- _Stored dataset items_
>>>>

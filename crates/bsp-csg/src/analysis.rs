//! Measurements on meshes and polygon soups: volume, bounds and point
//! containment.

use nalgebra::{Point3, Vector3};

use crate::mesh::MeshBuffers;
use crate::Polygon;

/// Rays shorter than this (or nearly parallel to a triangle) don't count.
const RAY_EPSILON: f64 = 1e-9;

/// Ray directions for containment voting. Deliberately off-axis so rays from
/// points on a grid don't run along the diagonals of axis-aligned faces.
const RAY_DIRECTIONS: [[f64; 3]; 5] = [
    [0.8731, 0.3142, 0.3729],
    [-0.4217, 0.8563, 0.2981],
    [-0.2864, -0.3517, 0.8911],
    [0.3313, -0.7892, -0.5171],
    [-0.6911, 0.1903, -0.6971],
];

/// Axis-aligned bounding box.
#[derive(Debug, Clone, Copy, PartialEq)]
pub struct Aabb {
    pub min: Point3<f64>,
    pub max: Point3<f64>,
}

impl Aabb {
    /// Size along each axis.
    pub fn extent(&self) -> Vector3<f64> {
        self.max - self.min
    }

    /// Centre of the box.
    pub fn center(&self) -> Point3<f64> {
        nalgebra::center(&self.min, &self.max)
    }
}

/// Volume enclosed by a closed, outward-facing triangle mesh.
///
/// Negative for inside-out meshes.
pub fn signed_volume(mesh: &MeshBuffers) -> f64 {
    mesh.triangles()
        .map(|[a, b, c]| tetra_volume(&a, &b, &c))
        .sum()
}

/// Volume enclosed by a closed set of convex polygons.
pub fn signed_volume_of_polygons(polygons: &[Polygon]) -> f64 {
    polygons
        .iter()
        .map(|polygon| {
            let v = polygon.vertices();
            (1..v.len() - 1)
                .map(|j| tetra_volume(&v[0].position, &v[j].position, &v[j + 1].position))
                .sum::<f64>()
        })
        .sum()
}

fn tetra_volume(a: &Point3<f64>, b: &Point3<f64>, c: &Point3<f64>) -> f64 {
    a.coords.dot(&b.coords.cross(&c.coords)) / 6.0
}

/// Bounds of the vertices referenced by the mesh's triangles, `None` for an
/// empty mesh.
pub fn bounds(mesh: &MeshBuffers) -> Option<Aabb> {
    let mut corners = mesh.indices.iter().map(|&i| mesh.position(i as usize));
    let first = corners.next()?;
    Some(corners.fold(Aabb { min: first, max: first }, |b, p| Aabb {
        min: b.min.inf(&p),
        max: b.max.sup(&p),
    }))
}

/// Tests whether `point` is inside a closed mesh.
///
/// Casts several rays and counts surface crossings along each; a ray with an
/// odd count votes "inside". The majority wins, which rides out rays that
/// graze an edge or vertex.
pub fn contains_point(mesh: &MeshBuffers, point: &Point3<f64>) -> bool {
    let votes = RAY_DIRECTIONS
        .iter()
        .filter(|dir| {
            let dir = Vector3::new(dir[0], dir[1], dir[2]);
            let hits = mesh
                .triangles()
                .filter(|[a, b, c]| ray_hits_triangle(point, &dir, a, b, c))
                .count();
            hits % 2 == 1
        })
        .count();
    votes * 2 > RAY_DIRECTIONS.len()
}

/// Möller–Trumbore ray/triangle test, forward hits only.
fn ray_hits_triangle(
    origin: &Point3<f64>,
    dir: &Vector3<f64>,
    v0: &Point3<f64>,
    v1: &Point3<f64>,
    v2: &Point3<f64>,
) -> bool {
    let edge1 = v1 - v0;
    let edge2 = v2 - v0;

    let h = dir.cross(&edge2);
    let a = edge1.dot(&h);
    // Parallel, or a zero-area triangle
    if a.abs() < RAY_EPSILON {
        return false;
    }

    let f = 1.0 / a;
    let s = origin - v0;
    let u = f * s.dot(&h);
    if !(0.0..=1.0).contains(&u) {
        return false;
    }

    let q = s.cross(&edge1);
    let v = f * dir.dot(&q);
    if v < 0.0 || u + v > 1.0 {
        return false;
    }

    f * edge2.dot(&q) > RAY_EPSILON
}
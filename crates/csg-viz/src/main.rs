use bsp_csg::analysis::bounds;
use csg_viz::{draw_mesh_buffers, OrbitCamera, Operation, Scene, SceneConfig, TreeNavigator};
use macroquad::prelude::*;

#[macroquad::main("CSG Visualization")]
async fn main() {
    let mut scene = match Scene::new(SceneConfig::default()) {
        Ok(scene) => scene,
        Err(err) => {
            eprintln!("Failed to build scene: {err}");
            return;
        }
    };

    let mut camera = OrbitCamera::new(7.0, 0.6, 0.45).with_zoom(0.5, 2.0, 25.0);
    if let Some(b) = bounds(scene.mesh()) {
        camera.frame(&b);
    }
    let mut navigator = TreeNavigator::new();
    let mut wireframe = false;
    let mut error: Option<String> = None;

    loop {
        camera.update();

        let operation = if is_key_pressed(KeyCode::Key1) {
            Some(Operation::Union)
        } else if is_key_pressed(KeyCode::Key2) {
            Some(Operation::Subtract)
        } else if is_key_pressed(KeyCode::Key3) {
            Some(Operation::Intersect)
        } else {
            None
        };
        let rebuilt = if let Some(operation) = operation {
            Some(scene.set_operation(operation))
        } else if is_key_pressed(KeyCode::Tab) {
            Some(scene.cycle_shape())
        } else {
            None
        };
        if let Some(result) = rebuilt {
            // The old path may not exist in the new tree
            navigator.go_root();
            error = result.err().map(|err| err.to_string());
        }

        if is_key_pressed(KeyCode::W) {
            wireframe = !wireframe;
        }
        navigator.update(scene.result().root());

        clear_background(Color::from_rgba(15, 15, 25, 255));
        set_camera(&camera.to_camera3d());

        let root = scene.result().root();
        if navigator.depth() == 0 {
            draw_mesh_buffers(scene.mesh(), Color::from_rgba(120, 170, 230, 255), wireframe);
        } else {
            navigator.render(root, &camera.eye_point(), wireframe);
        }
        navigator.highlight(root);

        draw_line_3d(vec3(0.0, 0.0, 0.0), vec3(1.0, 0.0, 0.0), RED);
        draw_line_3d(vec3(0.0, 0.0, 0.0), vec3(0.0, 1.0, 0.0), GREEN);
        draw_line_3d(vec3(0.0, 0.0, 0.0), vec3(0.0, 0.0, 1.0), BLUE);

        set_default_camera();

        draw_text(
            &format!(
                "{} (B: {}) - {} triangles",
                scene.operation().label(),
                scene.shape().label(),
                scene.mesh().triangle_count()
            ),
            10.0,
            25.0,
            20.0,
            WHITE,
        );
        draw_text(
            &format!(
                "Volume: {:.4} | Tree depth: {}",
                scene.volume(),
                scene.result().root().depth()
            ),
            10.0,
            45.0,
            18.0,
            GRAY,
        );

        navigator.draw_ui(scene.result().root(), 70.0);

        draw_text(
            "[1] union  [2] subtract  [3] intersect  [Tab] operand  [W]ireframe",
            10.0,
            155.0,
            16.0,
            DARKGRAY,
        );
        draw_text("Drag mouse to rotate, scroll to zoom", 10.0, 175.0, 16.0, DARKGRAY);
        draw_text(&format!("FPS: {}", get_fps()), 10.0, 195.0, 16.0, DARKGRAY);
        if let Some(err) = &error {
            draw_text(err, 10.0, 215.0, 18.0, RED);
        }

        next_frame().await
    }
}
//! Error types for mesh ingestion and export.
//!
//! Geometry degeneracy (slivers, zero-area fragments) is never an error: the
//! kernel drops it silently. Errors are reserved for buffers that break the
//! mesh contract, which can only be detected at the boundary.

use thiserror::Error;

/// Buffer that an error refers to.
#[derive(Debug, Clone, Copy, PartialEq, Eq)]
pub enum Buffer {
    Positions,
    Normals,
    Transform,
}

impl std::fmt::Display for Buffer {
    fn fmt(&self, f: &mut std::fmt::Formatter<'_>) -> std::fmt::Result {
        let name = match self {
            Buffer::Positions => "positions",
            Buffer::Normals => "normals",
            Buffer::Transform => "transform",
        };
        f.write_str(name)
    }
}

/// Errors raised when a mesh descriptor cannot be turned into a solid, or a
/// solid cannot be turned back into a mesh.
#[derive(Error, Debug, Clone, PartialEq)]
pub enum CsgError {
    /// The position buffer does not hold whole `[x, y, z]` triples.
    #[error("positions length {len} is not a multiple of 3")]
    PositionsNotTriples { len: usize },

    /// Normals were supplied but do not pair up with the positions.
    #[error("normals length {normals} does not match positions length {positions}")]
    NormalsLengthMismatch { positions: usize, normals: usize },

    /// The index buffer does not hold whole triangles.
    #[error("indices length {len} is not a multiple of 3")]
    IndicesNotTriangles { len: usize },

    /// A non-indexed buffer must hold whole triangles of three vertices each.
    #[error("vertex count {vertices} is not a multiple of 3 for a non-indexed mesh")]
    VerticesNotTriangles { vertices: usize },

    /// An index points past the end of the vertex buffer.
    #[error("index {index} at position {at} is out of range for {vertices} vertices")]
    IndexOutOfRange {
        index: u32,
        at: usize,
        vertices: usize,
    },

    /// A coordinate is NaN or infinite.
    #[error("non-finite value in {buffer} buffer at offset {offset}")]
    NonFinite { buffer: Buffer, offset: usize },

    /// The solid's transform has no inverse, so results cannot be expressed
    /// back in local space.
    #[error("transform is not invertible")]
    SingularTransform,
}

/// Result alias used throughout the crate.
pub type Result<T> = std::result::Result<T, CsgError>;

<<<<

- _Work to complete_
Pull every line with the string "does" from the data above.

- _Exercise answer_
    /// The position buffer does not hold whole `[x, y, z]` triples.
    #[error("normals length {normals} does not match positions length {positions}")]
    /// The index buffer does not hold whole triangles.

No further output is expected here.